La nación los había dado por muertos. Habían estado ausentes dos años y cuatro meses. La entusiasmada multitud les dió escolta en San Luis. Jefferson les escribió congratulándolos e informó triunfalmente al Congreso del éxito de la expedición. Habían viajado 12,900 kilómetros a través de lo desconocido, habían alcanzado su objetivo y vuelto con la pérdida de un solo hombre. La gente se asombraba de las informaciones que habían traído: osos feroces que pesan 500 kilos, cordilleras de montañas tres veces más altas que las Alleghanys, rebaños de búfalos mensurables por horizontes, carneros salvajes con cuernos en forma de cornucopias, cabras que dan saltos increíbles de risco en risco.
La Gazette de Nueva York predijo que probablemente no volvería a viajarse por aquella región, pero el Presidente Jefferson tuvo la visión de «una nación grande, libre e independiente sobre las márgenes del río Columbia».
La expedición de Lewis y Clark continúa siendo la más importante que han emprendido los Estados Unidos.
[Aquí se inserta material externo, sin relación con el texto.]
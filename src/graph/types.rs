//! Core type definitions for the input graph

use serde::{Serialize, Serializer};
use std::cmp::Ordering;
use std::fmt;
use thiserror::Error;

/// Errors raised while building vertices and edges
#[derive(Error, Debug, Clone, PartialEq, Eq)]
pub enum GraphError {
    #[error("Invalid vertex token {0:?}")]
    InvalidVertex(String),

    #[error("Self-loop on vertex {0}")]
    SelfLoop(Vertex),
}

pub type GraphResult<T> = Result<T, GraphError>;

/// Characters that separate fields inside the text records, plus the
/// replacement character left by undecodable input
const RESERVED: [char; 3] = [',', '|', char::REPLACEMENT_CHARACTER];

/// Opaque vertex identifier.
///
/// Vertices are compared under a fixed total order: tokens that are canonical
/// unsigned integers ("0", or digits without a leading zero that fit a `u64`)
/// sort numerically and come first, every other token sorts by its bytes.
/// Equality is always textual identity.
#[derive(Debug, Clone, PartialEq, Eq, Hash)]
pub struct Vertex {
    name: String,
    numeric: Option<u64>,
}

impl Vertex {
    /// Parse a vertex from a record token
    pub fn new(token: impl Into<String>) -> GraphResult<Self> {
        let name = token.into();
        if name.is_empty()
            || name.chars().any(|c| c.is_whitespace() || RESERVED.contains(&c))
        {
            return Err(GraphError::InvalidVertex(name));
        }
        let numeric = canonical_integer(&name);
        Ok(Vertex { name, numeric })
    }

    pub fn as_str(&self) -> &str {
        &self.name
    }

    /// Numeric value, when the token is a canonical integer
    pub fn as_u64(&self) -> Option<u64> {
        self.numeric
    }
}

fn canonical_integer(token: &str) -> Option<u64> {
    if !token.bytes().all(|b| b.is_ascii_digit()) {
        return None;
    }
    if token.len() > 1 && token.starts_with('0') {
        return None;
    }
    token.parse().ok()
}

impl Ord for Vertex {
    fn cmp(&self, other: &Self) -> Ordering {
        match (self.numeric, other.numeric) {
            (Some(a), Some(b)) => a.cmp(&b),
            (Some(_), None) => Ordering::Less,
            (None, Some(_)) => Ordering::Greater,
            (None, None) => self.name.cmp(&other.name),
        }
    }
}

impl PartialOrd for Vertex {
    fn partial_cmp(&self, other: &Self) -> Option<Ordering> {
        Some(self.cmp(other))
    }
}

impl fmt::Display for Vertex {
    fn fmt(&self, f: &mut fmt::Formatter<'_>) -> fmt::Result {
        f.write_str(&self.name)
    }
}

impl From<u64> for Vertex {
    fn from(id: u64) -> Self {
        Vertex {
            name: id.to_string(),
            numeric: Some(id),
        }
    }
}

impl Serialize for Vertex {
    fn serialize<S: Serializer>(&self, serializer: S) -> Result<S::Ok, S::Error> {
        serializer.serialize_str(&self.name)
    }
}

/// An undirected edge, always stored in canonical `(low, high)` form.
#[derive(Debug, Clone, PartialEq, Eq, Hash, PartialOrd, Ord)]
pub struct Edge {
    low: Vertex,
    high: Vertex,
}

impl Edge {
    /// Canonicalize `{a, b}`; self-loops are rejected.
    pub fn new(a: Vertex, b: Vertex) -> GraphResult<Self> {
        match a.cmp(&b) {
            Ordering::Less => Ok(Edge { low: a, high: b }),
            Ordering::Greater => Ok(Edge { low: b, high: a }),
            Ordering::Equal => Err(GraphError::SelfLoop(a)),
        }
    }

    pub fn low(&self) -> &Vertex {
        &self.low
    }

    pub fn high(&self) -> &Vertex {
        &self.high
    }

    pub fn into_endpoints(self) -> (Vertex, Vertex) {
        (self.low, self.high)
    }
}

impl fmt::Display for Edge {
    fn fmt(&self, f: &mut fmt::Formatter<'_>) -> fmt::Result {
        write!(f, "{} {}", self.low, self.high)
    }
}

/// Orientation order of a vertex: `(degree, vertex)`, compared lexicographically.
///
/// The lower-ranked endpoint of an edge owns it in the forward adjacency
/// relation, so hubs end up on the receiving side of almost every edge.
#[derive(Debug, Clone, Copy, PartialEq, Eq, PartialOrd, Ord)]
pub struct Rank<'a> {
    pub degree: u64,
    pub vertex: &'a Vertex,
}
Lewis fué nombrado gobernador de Luisiana, y Clark, ascendido a brigadier y designado administrador de los indios de la región. Solitario, reconcentrado, no corrió con fortuna en su cargo político. En el otoño de 1809, yendo a Wáshington para responder a las críticas de que habían sido objeto sus métodos administrativos, se detuvo una noche en una posada, cerca de Nashville, en Tennessee. Poco después de media noche un tiro de pistola despertó a las gentes de la casa y el posadero encontró al explorador en el suelo con una herida en el costado. Murió al alborear. Jefferson, abrumado por el pesar, creyó siempre que Lewis se había suicidado. El pueblo de Tennessee mantuvo que lo habían asesinado. El misterio de su muerte no llegó a aclararse nunca. No lejos de donde murió  Lewis, se alza una columna de granito que tiene grabadas las palabras del Presidente cuando le envió al Oeste:
Su valor era infinito. 
Su firmeza y perseverancia sólo
se rendían a lo imposible.
Los árboles inclinan sus ramas sobre la tumba; en las noches tormentosas, el bramido del viento que los sacude recuerda el de las olas que se estrellan contra la distante costa del Pacífico.